A introdução do conceito de periculosidade concretamente aferida, em detrimento da gravidade abstrata, demonstra avanço civilizatório. Todavia, impõe ao intérprete o desafio de não transformar o conceito em instrumento de seletividade penal, reproduzindo estigmas sociais e desigualdades históricas. É nesse ponto que a reflexão jurídica deve transcender a letra fria da lei e penetrar o campo ético da Justiça.
ANÁLISE CRÍTICA CONTEXTUAL
A reforma processual penal promovida pela Lei nº 15.272, de 26 de novembro de 2025 precisa ser compreendida à luz da função contramajoritária do Direito Penal e das garantias fundamentais. A prisão preventiva, por essência, deve ser excepcional, proporcional e necessária, jamais utilizada como antecipação de pena ou mecanismo de controle social de populações vulneráveis.
Sob a ótica constitucional, o artigo 5º, LXI, LXV e LXVI da Constituição Federal estabelece que ninguém será preso senão em flagrante delito ou por ordem escrita e fundamentada de autoridade judiciária competente, garantindo o direito de relaxamento da prisão ilegal e a substituição por medidas cautelares diversas. Assim, toda prisão preventiva deve ser um ato de última ratio, condicionado à análise rigorosa da periculosidade concreta do agente.
A nova lei acerta ao definir parâmetros objetivos de periculosidade (art. 312, §3º, CPP), como o modus operandi, a participação em organização criminosa e o fundado receio de reiteração delitiva, afastando a famigerada “gravidade abstrata” que, por décadas, serviu como justificativa vazia para encarceramentos desnecessários. Essa inovação encontra eco nas Regras de Tóquio (ONU, 1990), que orientam os Estados a priorizarem medidas não privativas de liberdade, sempre que possível, em respeito à dignidade humana e à reintegração social do indivíduo.

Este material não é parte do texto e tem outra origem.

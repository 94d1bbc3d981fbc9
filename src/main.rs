/*
 * SPDX-FileCopyrightText: 2025 Inria
 * SPDX-FileCopyrightText: 2025 Sebastiano Vigna
 *
 * SPDX-License-Identifier: Apache-2.0 OR LGPL-2.1-or-later
 */
use anyhow::Result;
use densemat::cli::init_envlogger;
use densemat::cli::main as cli_main;

pub fn main() -> Result<()> {
    // Initialize the logger
    init_envlogger()?;
    // Call the main function of the CLI with cli args
    cli_main(std::env::args_os())
}
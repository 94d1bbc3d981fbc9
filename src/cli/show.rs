/*
 * SPDX-FileCopyrightText: 2025 Inria
 * SPDX-FileCopyrightText: 2025 Sebastiano Vigna
 *
 * SPDX-License-Identifier: Apache-2.0 OR LGPL-2.1-or-later
 */

use anyhow::Result;
use clap::Parser;
use std::path::PathBuf;

use super::{load_matrix, ShapeArgs};

#[derive(Parser, Debug)]
#[command(name = "show", about = "Reads a matrix from a text file and prints it.", long_about = None)]
pub struct CliArgs {
    /// The file containing the matrix, as whitespace-separated integers in
    /// row-major order.
    pub src: PathBuf,

    #[arg(long, default_value_t = 0)]
    /// How many lines to skip before reading.
    pub lines_to_skip: usize,

    #[clap(flatten)]
    pub shape: ShapeArgs,
}

pub fn main(args: CliArgs) -> Result<()> {
    let matrix = load_matrix(&args.src, args.shape.rows, args.shape.cols, args.lines_to_skip)?;
    print!("{}", matrix);
    Ok(())
}
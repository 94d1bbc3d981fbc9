/*
 * SPDX-FileCopyrightText: 2025 Inria
 * SPDX-FileCopyrightText: 2025 Sebastiano Vigna
 *
 * SPDX-License-Identifier: Apache-2.0 OR LGPL-2.1-or-later
 */

use std::fs::File;
use std::io::{BufRead, BufReader};
use std::path::Path;

use super::{Matrix, MatrixError};

impl Matrix {
    /// Fills the matrix with integer tokens read from `reader`.
    ///
    /// The first `lines_to_skip` lines are discarded in full, terminators
    /// included; if the source has fewer lines, reading continues from
    /// whatever remains. After skipping, whitespace-separated integer tokens
    /// are read in row-major order, crossing line boundaries freely, until
    /// `rows * cols` of them have been consumed.
    ///
    /// The grid is overwritten only once all tokens have been read; on error
    /// the previous contents are left untouched. Dimensions never change.
    pub fn read_from(
        &mut self,
        reader: impl BufRead,
        lines_to_skip: usize,
    ) -> Result<(), MatrixError> {
        let needed = self.rows() * self.cols();
        let mut values = Vec::with_capacity(needed);

        let mut lines = reader.lines();
        for _ in 0..lines_to_skip {
            if lines.next().transpose()?.is_none() {
                break;
            }
        }

        'read: for line in lines {
            for token in line?.split_whitespace() {
                // a token that does not parse ends the stream of valid tokens
                let Ok(value) = token.parse::<i32>() else {
                    break 'read;
                };
                values.push(value);
                if values.len() == needed {
                    break 'read;
                }
            }
        }

        if values.len() < needed {
            return Err(MatrixError::InsufficientData {
                needed,
                found: values.len(),
            });
        }

        log::debug!(
            "read {} integer tokens after skipping {} lines",
            needed,
            lines_to_skip
        );
        self.data.copy_from_slice(&values);
        Ok(())
    }

    /// Opens `path` and delegates to [`read_from`](Self::read_from).
    pub fn load(
        &mut self,
        path: impl AsRef<Path>,
        lines_to_skip: usize,
    ) -> Result<(), MatrixError> {
        let file = File::open(path)?;
        self.read_from(BufReader::new(file), lines_to_skip)
    }
}
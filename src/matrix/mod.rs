/*
 * SPDX-FileCopyrightText: 2025 Inria
 * SPDX-FileCopyrightText: 2025 Sebastiano Vigna
 *
 * SPDX-License-Identifier: Apache-2.0 OR LGPL-2.1-or-later
 */

//! Dense integer matrices and the operations defined on them.
//!
//! The entry point is [`Matrix`], a fixed-size grid of `i32` values stored in
//! row-major order. Matrices are built with [`Matrix::new`] or
//! [`Matrix::from_rows`], filled from whitespace-delimited text sources with
//! [`Matrix::load`] or [`Matrix::read_from`], and combined with
//! [`Matrix::add`] and [`Matrix::multiply`]. Every failure mode is a variant
//! of [`MatrixError`].

use std::io;
use thiserror::Error;

mod dense;
mod load;

pub use dense::Matrix;

/// Error types that can occur while building, loading, or combining matrices.
#[derive(Error, Debug)]
pub enum MatrixError {
    /// A requested dimension is zero.
    #[error("matrix dimensions must be positive: got {rows}x{cols}")]
    InvalidDimension { rows: usize, cols: usize },

    /// The source cannot be opened or read.
    #[error("cannot read matrix data")]
    UnreadableSource(#[from] io::Error),

    /// The source ran out of integer tokens before the grid was full.
    #[error("not enough matrix data: needed {needed} integer tokens, found {found}")]
    InsufficientData { needed: usize, found: usize },

    /// The operands of an addition differ in shape.
    #[error("addition requires equal dimensions: left is {left_rows}x{left_cols}, right is {right_rows}x{right_cols}")]
    AdditionMismatch {
        left_rows: usize,
        left_cols: usize,
        right_rows: usize,
        right_cols: usize,
    },

    /// The inner dimensions of a product disagree.
    #[error("multiplication requires the left column count to equal the right row count: {left_cols} != {right_rows}")]
    MultiplicationMismatch { left_cols: usize, right_rows: usize },

    /// A diagonal sum was requested on a rectangular matrix.
    #[error("diagonal sums are defined only for square matrices: got {rows}x{cols}")]
    NotSquare { rows: usize, cols: usize },

    /// A row index is past the end of the matrix.
    #[error("row index {index} out of range: the matrix has {rows} rows")]
    IndexOutOfRange { index: usize, rows: usize },
}
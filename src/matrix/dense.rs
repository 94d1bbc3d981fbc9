/*
 * SPDX-FileCopyrightText: 2025 Inria
 * SPDX-FileCopyrightText: 2025 Sebastiano Vigna
 *
 * SPDX-License-Identifier: Apache-2.0 OR LGPL-2.1-or-later
 */

use std::fmt;
use std::ops::{Index, IndexMut};

use itertools::Itertools;

use super::MatrixError;

/// A dense `rows x cols` matrix of `i32` values backed by a flat row-major
/// buffer.
///
/// Dimensions are fixed at construction and strictly positive; there is no
/// resize operation. Arithmetic methods never mutate their operands and
/// return a freshly allocated result, so operands and results never share
/// storage. Element arithmetic wraps around on overflow.
///
/// Rows can be accessed as slices by indexing:
/// ```
/// use densemat::Matrix;
///
/// let m = Matrix::from_rows([[1, 2], [3, 4]]);
/// assert_eq!(m[1][0], 3);
/// ```
#[derive(Clone, Debug, PartialEq, Eq)]
pub struct Matrix {
    rows: usize,
    cols: usize,
    /// Row-major backing storage; always exactly `rows * cols` elements.
    pub(super) data: Vec<i32>,
}

impl Matrix {
    /// Creates a zero-filled matrix with the given dimensions.
    ///
    /// Both dimensions must be strictly positive.
    pub fn new(rows: usize, cols: usize) -> Result<Self, MatrixError> {
        if rows == 0 || cols == 0 {
            return Err(MatrixError::InvalidDimension { rows, cols });
        }
        Ok(Self {
            rows,
            cols,
            data: vec![0; rows * cols],
        })
    }

    /// Creates a matrix from an iterator of rows.
    ///
    /// # Panics
    ///
    /// Panics if the iterator yields no rows, an empty row, or rows of
    /// unequal lengths.
    pub fn from_rows<R: AsRef<[i32]>>(rows: impl IntoIterator<Item = R>) -> Self {
        let mut data = Vec::new();
        let mut num_rows = 0;
        let mut cols = None;
        for row in rows {
            let row = row.as_ref();
            match cols {
                None => cols = Some(row.len()),
                Some(cols) => assert_eq!(
                    row.len(),
                    cols,
                    "row {} has {} elements instead of {}",
                    num_rows,
                    row.len(),
                    cols
                ),
            }
            data.extend_from_slice(row);
            num_rows += 1;
        }
        let cols = cols.expect("no rows given");
        assert_ne!(cols, 0, "rows cannot be empty");
        Self {
            rows: num_rows,
            cols,
            data,
        }
    }

    /// Returns the number of rows.
    #[inline(always)]
    pub fn rows(&self) -> usize {
        self.rows
    }

    /// Returns the number of columns.
    #[inline(always)]
    pub fn cols(&self) -> usize {
        self.cols
    }

    /// Returns the elementwise sum of `self` and `other` as a new matrix.
    ///
    /// Both operands must have the same dimensions.
    pub fn add(&self, other: &Self) -> Result<Self, MatrixError> {
        if self.rows != other.rows || self.cols != other.cols {
            return Err(MatrixError::AdditionMismatch {
                left_rows: self.rows,
                left_cols: self.cols,
                right_rows: other.rows,
                right_cols: other.cols,
            });
        }
        let data = self
            .data
            .iter()
            .zip(&other.data)
            .map(|(&x, &y)| x.wrapping_add(y))
            .collect();
        Ok(Self {
            rows: self.rows,
            cols: self.cols,
            data,
        })
    }

    /// Returns the matrix product of `self` and `other` as a new matrix.
    ///
    /// The column count of `self` must be equal to the row count of `other`;
    /// the result has the rows of `self` and the columns of `other`.
    pub fn multiply(&self, other: &Self) -> Result<Self, MatrixError> {
        if self.cols != other.rows {
            return Err(MatrixError::MultiplicationMismatch {
                left_cols: self.cols,
                right_rows: other.rows,
            });
        }
        let mut data = vec![0; self.rows * other.cols];
        for i in 0..self.rows {
            for j in 0..other.cols {
                let mut sum = 0_i32;
                for k in 0..self.cols {
                    sum = sum.wrapping_add(
                        self.data[i * self.cols + k].wrapping_mul(other.data[k * other.cols + j]),
                    );
                }
                data[i * other.cols + j] = sum;
            }
        }
        Ok(Self {
            rows: self.rows,
            cols: other.cols,
            data,
        })
    }

    /// Returns the sum of the main and secondary diagonals.
    ///
    /// Defined only for square matrices. An element lying on both diagonals
    /// (the center of an odd-sized matrix) is counted twice.
    pub fn sum_of_diagonals(&self) -> Result<i32, MatrixError> {
        if self.rows != self.cols {
            return Err(MatrixError::NotSquare {
                rows: self.rows,
                cols: self.cols,
            });
        }
        let mut main = 0_i32;
        let mut secondary = 0_i32;
        for i in 0..self.rows {
            main = main.wrapping_add(self[i][i]);
            secondary = secondary.wrapping_add(self[i][self.rows - 1 - i]);
        }
        Ok(main.wrapping_add(secondary))
    }

    /// Exchanges the contents of two rows in place.
    ///
    /// Swapping a row with itself is a no-op.
    pub fn swap_rows(&mut self, row1: usize, row2: usize) -> Result<(), MatrixError> {
        for index in [row1, row2] {
            if index >= self.rows {
                return Err(MatrixError::IndexOutOfRange {
                    index,
                    rows: self.rows,
                });
            }
        }
        if row1 == row2 {
            return Ok(());
        }
        let (low, high) = (row1.min(row2), row1.max(row2));
        let (head, tail) = self.data.split_at_mut(high * self.cols);
        head[low * self.cols..(low + 1) * self.cols].swap_with_slice(&mut tail[..self.cols]);
        Ok(())
    }
}

impl Index<usize> for Matrix {
    type Output = [i32];

    #[inline(always)]
    fn index(&self, row: usize) -> &Self::Output {
        &self.data[row * self.cols..(row + 1) * self.cols]
    }
}

impl IndexMut<usize> for Matrix {
    #[inline(always)]
    fn index_mut(&mut self, row: usize) -> &mut Self::Output {
        &mut self.data[row * self.cols..(row + 1) * self.cols]
    }
}

impl fmt::Display for Matrix {
    fn fmt(&self, f: &mut fmt::Formatter<'_>) -> fmt::Result {
        for row in self.data.chunks(self.cols) {
            writeln!(f, "{}", row.iter().format(" "))?;
        }
        Ok(())
    }
}

#[test]
fn test_new_is_zero_filled() -> Result<(), MatrixError> {
    let m = Matrix::new(3, 2)?;
    for i in 0..3 {
        assert_eq!(m[i], [0, 0]);
    }
    Ok(())
}

#[test]
fn test_swap_with_self() -> Result<(), MatrixError> {
    let mut m = Matrix::from_rows([[1, 2], [3, 4]]);
    m.swap_rows(1, 1)?;
    assert_eq!(m, Matrix::from_rows([[1, 2], [3, 4]]));
    Ok(())
}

§ 3º Devem ser considerados na aferição da periculosidade do agente, geradora de riscos à ordem pública:
I – o modus operandi, inclusive quanto ao uso reiterado de violência ou grave ameaça à pessoa ou quanto à premeditação do agente para a prática delituosa;
II – a participação em organização criminosa;
III – a natureza, a quantidade e a variedade de drogas, armas ou munições apreendidas; ou
IV – o fundado receio de reiteração delitiva, inclusive à vista da existência de outros inquéritos e ações penais em curso.
§4 º É incabível a decretação da prisão preventiva com base em alegações de gravidade abstrata do delito, devendo ser concretamente demonstrados a periculosidade do agente e seu risco à ordem pública, à ordem econômica, à regularidade da instrução criminal e à aplicação da lei penal, conforme o caso.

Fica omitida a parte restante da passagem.